User 1 makes a contribution into the inventory.
User 2 comes in to search or use it.
The inventory can be content, software, or product.
Everything depends on what’s inside and who wants it.
User 1 could be in-house or external.
Their job is to put something into the system.
That “something” has to be useful to someone else.
User 2 is the one asking for value.
They are not here to build.
They are here to get.
They search, they click, they want results.
The result comes from the inventory, back to them.
That loop is the whole engine.
But this loop doesn’t run by itself.
User 1 needs a reason to contribute.
User 2 needs a reason to care.
Without User 2, the whole system is pointless.
Without User 2 you cannot monetize anything.
Without contribution, there’s nothing to serve.

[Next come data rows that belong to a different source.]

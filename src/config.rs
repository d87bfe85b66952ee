#![forbid(unsafe_code)]

//! Runtime configuration for the vidcache binaries.
//!
//! Values come from three places with fixed precedence: explicit overrides
//! (CLI), process environment variables, then the `.env` file next to the
//! binary. Only `MEDIA_ROOT` and `ORIGIN_BASE` are mandatory.

use anyhow::{Context, Result, anyhow};
use std::{
    collections::HashMap,
    env, fs,
    path::{Path, PathBuf},
};

pub const DEFAULT_ENV_PATH: &str = ".env";
pub const DEFAULT_VIDCACHE_PORT: u16 = 8918;
pub const DEFAULT_VIDCACHE_HOST: &str = "127.0.0.1";

#[derive(Debug, Clone)]
pub struct RuntimeConfig {
    /// Directory holding the cached media tree plus both index documents.
    pub media_root: PathBuf,
    /// Base URL used to normalize origin identifiers, e.g. the canonical
    /// scheme+host of the mirrored site.
    pub origin_base: String,
    pub vidcache_port: u16,
    pub vidcache_host: String,
}

#[derive(Debug, Clone, Default)]
pub struct RuntimeOverrides {
    pub media_root: Option<PathBuf>,
    pub origin_base: Option<String>,
    pub vidcache_port: Option<u16>,
    pub vidcache_host: Option<String>,
    pub env_path: Option<PathBuf>,
}

pub fn load_runtime_config() -> Result<RuntimeConfig> {
    resolve_runtime_config(RuntimeOverrides::default())
}

pub fn resolve_runtime_config(overrides: RuntimeOverrides) -> Result<RuntimeConfig> {
    let env_path = overrides
        .env_path
        .as_deref()
        .unwrap_or_else(|| Path::new(DEFAULT_ENV_PATH));
    let file_vars = read_env_file(env_path)?;
    build_runtime_config_with_overrides(&file_vars, env_var_string, overrides)
}

#[cfg(test)]
fn build_runtime_config(
    file_vars: &HashMap<String, String>,
    env_lookup: impl Fn(&str) -> Option<String>,
) -> Result<RuntimeConfig> {
    build_runtime_config_with_overrides(file_vars, env_lookup, RuntimeOverrides::default())
}

fn build_runtime_config_with_overrides(
    file_vars: &HashMap<String, String>,
    env_lookup: impl Fn(&str) -> Option<String>,
    overrides: RuntimeOverrides,
) -> Result<RuntimeConfig> {
    let media_root = overrides
        .media_root
        .map(|path| path.to_string_lossy().into_owned())
        .or_else(|| lookup_value("MEDIA_ROOT", file_vars, &env_lookup))
        .ok_or_else(|| anyhow!("MEDIA_ROOT not set"))?;
    let origin_base = overrides
        .origin_base
        .and_then(non_blank)
        .or_else(|| lookup_value("ORIGIN_BASE", file_vars, &env_lookup))
        .ok_or_else(|| anyhow!("ORIGIN_BASE not set"))?;
    let vidcache_port = overrides
        .vidcache_port
        .or_else(|| {
            lookup_value("VIDCACHE_PORT", file_vars, &env_lookup)
                .and_then(|value| value.parse::<u16>().ok())
        })
        .unwrap_or(DEFAULT_VIDCACHE_PORT);
    let vidcache_host = overrides
        .vidcache_host
        .and_then(non_blank)
        .or_else(|| lookup_value("VIDCACHE_HOST", file_vars, &env_lookup))
        .filter(|value| !value.trim().is_empty())
        .unwrap_or_else(|| DEFAULT_VIDCACHE_HOST.to_string());
    Ok(RuntimeConfig {
        media_root: PathBuf::from(media_root),
        origin_base: origin_base.trim_end_matches('/').to_string(),
        vidcache_port,
        vidcache_host,
    })
}

fn non_blank(value: String) -> Option<String> {
    let trimmed = value.trim().to_string();
    if trimmed.is_empty() { None } else { Some(trimmed) }
}

fn env_var_string(key: &str) -> Option<String> {
    env::var(key).ok().and_then(non_blank)
}

fn lookup_value(
    key: &str,
    file_vars: &HashMap<String, String>,
    env_lookup: &impl Fn(&str) -> Option<String>,
) -> Option<String> {
    env_lookup(key).or_else(|| file_vars.get(key).cloned())
}

pub fn read_env_file(path: &Path) -> Result<HashMap<String, String>> {
    let mut vars = HashMap::new();
    if !path.exists() {
        return Ok(vars);
    }
    let content =
        fs::read_to_string(path).with_context(|| format!("Reading {}", path.display()))?;
    for line in content.lines() {
        let trimmed = line.trim();
        if trimmed.is_empty() || trimmed.starts_with('#') {
            continue;
        }
        let line = trimmed.strip_prefix("export ").unwrap_or(trimmed);
        let Some((key, value_raw)) = line.split_once('=') else {
            continue;
        };
        let key = key.trim();
        if key.is_empty() {
            continue;
        }
        let value = value_raw.trim();
        let value = value
            .strip_prefix('"')
            .and_then(|value| value.strip_suffix('"'))
            .or_else(|| {
                value
                    .strip_prefix('\'')
                    .and_then(|value| value.strip_suffix('\''))
            })
            .unwrap_or(value);
        vars.insert(key.to_string(), value.to_string());
    }
    Ok(vars)
}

This becomes the core problem.
How do we make User 1 put in something good?
How do we make User 2 come back for it?
And how do we keep that loop alive over time?
The answer is not about the data.
It’s about what people want to see.
People don’t want to do tasks.
They want to see outcomes.
They want to feel like something is working.
They want motion without effort.
A manager wants to watch the team perform.
A user wants to see something get made.
A buyer wants to feel progress.
That’s the spectacle.
Roomba cleans by just setting up.
ChatGPT writes while you just give single command.
Supplements promise change by you just eating them.
It looks like something is happening without friction.
That’s the feeling people pay for.
They want a spectacle.
They wan to watch, not work.
Even if something or someone else is ultimately doing the work.
That’s how you keep User 2 interested.
Give them vicarious achievement.
And that’s why the inventory has to be filled right.
The contribution must lead to a visible return.
The return must feel like progress.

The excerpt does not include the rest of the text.